*TASK STATEMENT*.
What you output should match the data below exactly.

### DATA UNDER STUDY

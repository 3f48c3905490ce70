//! CLI command handlers.
//!
//! This module provides testable command handlers that are invoked by main.rs.
//! Each handler implements the business logic for a specific CLI subcommand.

mod config;
mod grade;

pub use config::{config_init, config_path, config_show};
pub use grade::{GradeConfig, run_grade};
//! Where a rendered grading report goes.

use anyhow::{Context, Result};
use std::io::IsTerminal;
use std::path::PathBuf;

/// Destination of the rendered report
#[derive(Debug, Clone)]
pub enum OutputTarget {
    /// Print to stdout
    Stdout,
    /// Write to a file, replacing its content
    File(PathBuf),
}

impl OutputTarget {
    /// `--output-file` if given, stdout otherwise
    pub fn from_option(path: Option<PathBuf>) -> Self {
        path.map_or(Self::Stdout, Self::File)
    }

    /// Whether the report may carry ANSI colors.
    ///
    /// Only an interactive stdout is colored; files and pipes get plain text.
    pub fn supports_color(&self, no_color_flag: bool) -> bool {
        match self {
            Self::Stdout => std::io::stdout().is_terminal() && should_use_color(no_color_flag),
            Self::File(_) => false,
        }
    }
}

/// `--no-color` and the `NO_COLOR` environment variable both disable color.
pub fn should_use_color(no_color_flag: bool) -> bool {
    !no_color_flag && std::env::var_os("NO_COLOR").is_none()
}

/// Print or write the rendered report.
pub fn write_output(content: &str, target: &OutputTarget, quiet: bool) -> Result<()> {
    match target {
        OutputTarget::Stdout => println!("{content}"),
        OutputTarget::File(path) => {
            std::fs::write(path, content)
                .with_context(|| format!("Failed to write report to {}", path.display()))?;
            if !quiet {
                tracing::info!("Report written to {}", path.display());
            }
        }
    }
    Ok(())
}

#[cfg(test)]
mod tests {
    use super::*;
    use tempfile::TempDir;

    #[test]
    fn test_target_defaults_to_stdout() {
        assert!(matches!(OutputTarget::from_option(None), OutputTarget::Stdout));
    }

    #[test]
    fn test_target_from_path() {
        let path = PathBuf::from("/tmp/score.json");
        match OutputTarget::from_option(Some(path.clone())) {
            OutputTarget::File(p) => assert_eq!(p, path),
            OutputTarget::Stdout => panic!("Expected File variant"),
        }
    }

    #[test]
    fn test_report_files_are_plain() {
        let target = OutputTarget::File(PathBuf::from("/tmp/score.txt"));
        assert!(!target.supports_color(false));
    }

    #[test]
    fn test_stdout_color_follows_terminal() {
        let target = OutputTarget::Stdout;
        if !std::io::stdout().is_terminal() {
            assert!(!target.supports_color(false));
        }
        assert!(!target.supports_color(true));
    }

    #[test]
    fn test_no_color_flag_wins() {
        assert!(!should_use_color(true));
    }

    #[test]
    fn test_write_report_file() {
        let tmp = TempDir::new().unwrap();
        let path = tmp.path().join("report.md");
        write_output("# Score", &OutputTarget::File(path.clone()), true).unwrap();
        assert_eq!(std::fs::read_to_string(path).unwrap(), "# Score");
    }

    #[test]
    fn test_write_report_to_missing_dir_fails() {
        let target = OutputTarget::File(PathBuf::from("/nonexistent/dir/report.md"));
        let err = write_output("x", &target, true).unwrap_err();
        assert!(err.to_string().contains("Failed to write report"));
    }
}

######

*SOLUTION FOR THIS TASK*.
repository 3f48c3905490ce70
//! CLI command handlers.
//!
//! This module provides testable command handlers that are invoked by main.rs.
//! Each handler implements the business logic for a specific CLI subcommand.

mod config;
mod grade;

pub use config::{config_init, config_path, config_show};
pub use grade::{GradeConfig, run_grade};
//! Where a rendered grading report goes.

use anyhow::{Context, Result};
use std::io::IsTerminal;
use std::path::PathBuf;

/// Destination of the rendered report
#[derive(Debug, Clone)]
pub enum OutputTarget {
    /// Print to stdout
    Stdout,
    /// Write to a file, replacing its content
    File(PathBuf),
}

impl OutputTarget {
    /// `--output-file` if given, stdout otherwise
    pub fn from_option(path: Option<PathBuf>) -> Self {
        path.map_or(Self::Stdout, Self::File)
    }

    /// Whether the report may carry ANSI colors.
    ///
    /// Only an interactive stdout is colored; files and pipes get plain text.
    pub fn supports_color(&self, no_color_flag: bool) -> bool {
        match self {
            Self::Stdout => std::io::stdout().is_terminal() && should_use_color(no_color_flag),
            Self::File(_) => false,
        }
    }
}

/// `--no-color` and the `NO_COLOR` environment variable both disable color.
pub fn should_use_color(no_color_flag: bool) -> bool {
    !no_color_flag && std::env::var_os("NO_COLOR").is_none()
}

/// Print or write the rendered report.
pub fn write_output(content: &str, target: &OutputTarget, quiet: bool) -> Result<()> {
    match target {
        OutputTarget::Stdout => println!("{content}"),
        OutputTarget::File(path) => {
            std::fs::write(path, content)
                .with_context(|| format!("Failed to write report to {}", path.display()))?;
            if !quiet {
                tracing::info!("Report written to {}", path.display());
            }
        }
    }
    Ok(())
}

#[cfg(test)]
mod tests {
    use super::*;
    use tempfile::TempDir;

    #[test]
    fn test_target_defaults_to_stdout() {
        assert!(matches!(OutputTarget::from_option(None), OutputTarget::Stdout));
    }

    #[test]
    fn test_target_from_path() {
        let path = PathBuf::from("/tmp/score.json");
        match OutputTarget::from_option(Some(path.clone())) {
            OutputTarget::File(p) => assert_eq!(p, path),
            OutputTarget::Stdout => panic!("Expected File variant"),
        }
    }

    #[test]
    fn test_report_files_are_plain() {
        let target = OutputTarget::File(PathBuf::from("/tmp/score.txt"));
        assert!(!target.supports_color(false));
    }

    #[test]
    fn test_stdout_color_follows_terminal() {
        let target = OutputTarget::Stdout;
        if !std::io::stdout().is_terminal() {
            assert!(!target.supports_color(false));
        }
        assert!(!target.supports_color(true));
    }

    #[test]
    fn test_no_color_flag_wins() {
        assert!(!should_use_color(true));
    }

    #[test]
    fn test_write_report_file() {
        let tmp = TempDir::new().unwrap();
        let path = tmp.path().join("report.md");
        write_output("# Score", &OutputTarget::File(path.clone()), true).unwrap();
        assert_eq!(std::fs::read_to_string(path).unwrap(), "# Score");
    }

    #[test]
    fn test_write_report_to_missing_dir_fails() {
        let target = OutputTarget::File(PathBuf::from("/nonexistent/dir/report.md"));
        let err = write_output("x", &target, true).unwrap_err();
        assert!(err.to_string().contains("Failed to write report"));
    }
}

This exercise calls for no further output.